The answer must consist of every line below containing "Copy".

-- Records to process follows --

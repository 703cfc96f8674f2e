//! Captcha hell gate
//!
//! A page of locked paragraphs. Each one is unlocked by surviving a captcha
//! session; repeated failures can re-lock the lot.

use rand_pcg::Pcg32;
use serde::Serialize;

use super::challenge::Answer;
use super::session::{CaptchaEvent, CaptchaSession};
use crate::consts::{
    CAPTCHA_DIFFICULTY_STEP, CAPTCHA_MAX_DIFFICULTY, RELOAD_CHANCE, RELOAD_WARNING_MS,
};
use crate::random::{RandomSource, seeded};
use crate::timer::{Interval, Timeout};

pub const DEFAULT_PARAGRAPHS: usize = 6;

#[derive(Debug, Clone, Copy, PartialEq, Eq, Serialize)]
pub enum GateEvent {
    Unlocked(usize),
    Failed,
    /// Every paragraph locked again
    Relocked,
}

#[derive(Debug, Clone, Copy, Default, PartialEq, Serialize)]
pub struct GateStats {
    pub solved: u32,
    pub failed: u32,
    pub elapsed_secs: u32,
}

pub struct CaptchaGate<R = Pcg32> {
    unlocked: Vec<bool>,
    stats: GateStats,
    difficulty: f32,
    /// Difficulty restored by `reset_all`
    base_difficulty: f32,
    /// Paragraph index and the session guarding it
    active: Option<(usize, CaptchaSession)>,
    reload_warning: Timeout,
    /// Failures recorded before the one that armed the warning
    failures_before_warning: u32,
    clock: Interval,
    rng: R,
}

impl CaptchaGate<Pcg32> {
    pub fn new(seed: u64) -> Self {
        Self::with_rng(DEFAULT_PARAGRAPHS, seeded(seed))
    }
}

impl<R: RandomSource> CaptchaGate<R> {
    pub fn with_rng(paragraphs: usize, rng: R) -> Self {
        Self {
            unlocked: vec![false; paragraphs],
            stats: GateStats::default(),
            difficulty: 1.0,
            base_difficulty: 1.0,
            active: None,
            reload_warning: Timeout::default(),
            failures_before_warning: 0,
            clock: Interval::new(1000.0),
            rng,
        }
    }

    // === Lifecycle ===

    /// Start the elapsed clock; captchas can only be opened while running
    pub fn start(&mut self) {
        self.clock.start();
    }

    /// Release every timer: the elapsed clock, the open captcha and the
    /// reload warning
    pub fn stop(&mut self) {
        self.clock.stop();
        self.dismiss();
        self.reload_warning.cancel();
    }

    pub fn is_running(&self) -> bool {
        self.clock.is_running()
    }

    // === Accessors ===

    pub fn paragraphs(&self) -> usize {
        self.unlocked.len()
    }

    pub fn is_unlocked(&self, idx: usize) -> bool {
        self.unlocked.get(idx).copied().unwrap_or(false)
    }

    pub fn unlocked_count(&self) -> usize {
        self.unlocked.iter().filter(|u| **u).count()
    }

    pub fn is_fully_unlocked(&self) -> bool {
        self.unlocked.iter().all(|u| *u)
    }

    pub fn stats(&self) -> GateStats {
        self.stats
    }

    pub fn difficulty(&self) -> f32 {
        self.difficulty
    }

    /// Set the starting difficulty (clamped to 1 - 3)
    pub fn set_difficulty(&mut self, difficulty: f32) {
        self.base_difficulty = difficulty.max(1.0).min(CAPTCHA_MAX_DIFFICULTY);
        self.difficulty = self.base_difficulty;
    }

    pub fn active(&self) -> Option<(usize, &CaptchaSession)> {
        self.active.as_ref().map(|(idx, s)| (*idx, s))
    }

    pub fn is_showing_reload_warning(&self) -> bool {
        self.reload_warning.is_pending()
    }

    /// Open a captcha for a locked paragraph
    ///
    /// Returns false when the gate is stopped, the paragraph is already
    /// unlocked or out of range, or another captcha is open.
    pub fn request_unlock(&mut self, idx: usize) -> bool {
        if !self.is_running()
            || idx >= self.unlocked.len()
            || self.unlocked[idx]
            || self.active.is_some()
        {
            return false;
        }
        let session = CaptchaSession::new(self.difficulty, &mut self.rng);
        self.active = Some((idx, session));
        true
    }

    /// Close the open captcha without an outcome
    pub fn dismiss(&mut self) {
        if let Some((idx, mut session)) = self.active.take() {
            session.close();
            log::debug!("Captcha for paragraph {} dismissed", idx);
        }
    }

    /// Refresh the open captcha's challenge
    pub fn refresh(&mut self) {
        if let Some((_, session)) = self.active.as_mut() {
            session.regenerate(&mut self.rng);
        }
    }

    pub fn submit(&mut self, answer: &Answer) -> Option<GateEvent> {
        let (_, session) = self.active.as_mut()?;
        let event = session.submit(answer, &mut self.rng)?;
        self.settle(event)
    }

    pub fn tick(&mut self, dt_ms: f64) -> Vec<GateEvent> {
        let mut events = Vec::new();
        if !self.is_running() {
            return events;
        }
        self.stats.elapsed_secs += self.clock.advance(dt_ms);

        let expired = match self.active.as_mut() {
            Some((_, session)) => session.tick(dt_ms),
            None => None,
        };
        if let Some(event) = expired.and_then(|e| self.settle(e)) {
            events.push(event);
        }

        if self.reload_warning.advance(dt_ms) && self.roll_relock() {
            events.push(GateEvent::Relocked);
        }
        events
    }

    /// Lock everything and clear stats
    pub fn reset_all(&mut self) {
        self.dismiss();
        self.unlocked.iter_mut().for_each(|u| *u = false);
        self.stats = GateStats::default();
        self.difficulty = self.base_difficulty;
        self.reload_warning.cancel();
        self.failures_before_warning = 0;
        if self.is_running() {
            self.clock.stop();
            self.clock.start();
        }
        log::info!("Captcha gate reset");
    }

    fn settle(&mut self, event: CaptchaEvent) -> Option<GateEvent> {
        let (idx, _) = self.active.take()?;
        match event {
            CaptchaEvent::Succeeded => {
                self.unlocked[idx] = true;
                self.stats.solved += 1;
                self.difficulty = (self.difficulty + CAPTCHA_DIFFICULTY_STEP).min(CAPTCHA_MAX_DIFFICULTY);
                log::info!(
                    "Paragraph {} unlocked ({}/{})",
                    idx,
                    self.unlocked_count(),
                    self.paragraphs()
                );
                Some(GateEvent::Unlocked(idx))
            }
            CaptchaEvent::Failed(reason) => {
                self.failures_before_warning = self.stats.failed;
                self.stats.failed += 1;
                self.reload_warning.arm(RELOAD_WARNING_MS);
                log::info!("Captcha failed ({:?}), {} failures so far", reason, self.stats.failed);
                Some(GateEvent::Failed)
            }
        }
    }

    fn roll_relock(&mut self) -> bool {
        if self.failures_before_warning <= 1 || self.rng.unit() >= RELOAD_CHANCE {
            return false;
        }
        self.unlocked.iter_mut().for_each(|u| *u = false);
        log::warn!("Too many failures; every paragraph locked again");
        true
    }
}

-- Records to process concluded --

Response below:
#[derive(Debug, Clone, Copy, PartialEq, Eq, Serialize)]
#[derive(Debug, Clone, Copy, Default, PartialEq, Serialize)]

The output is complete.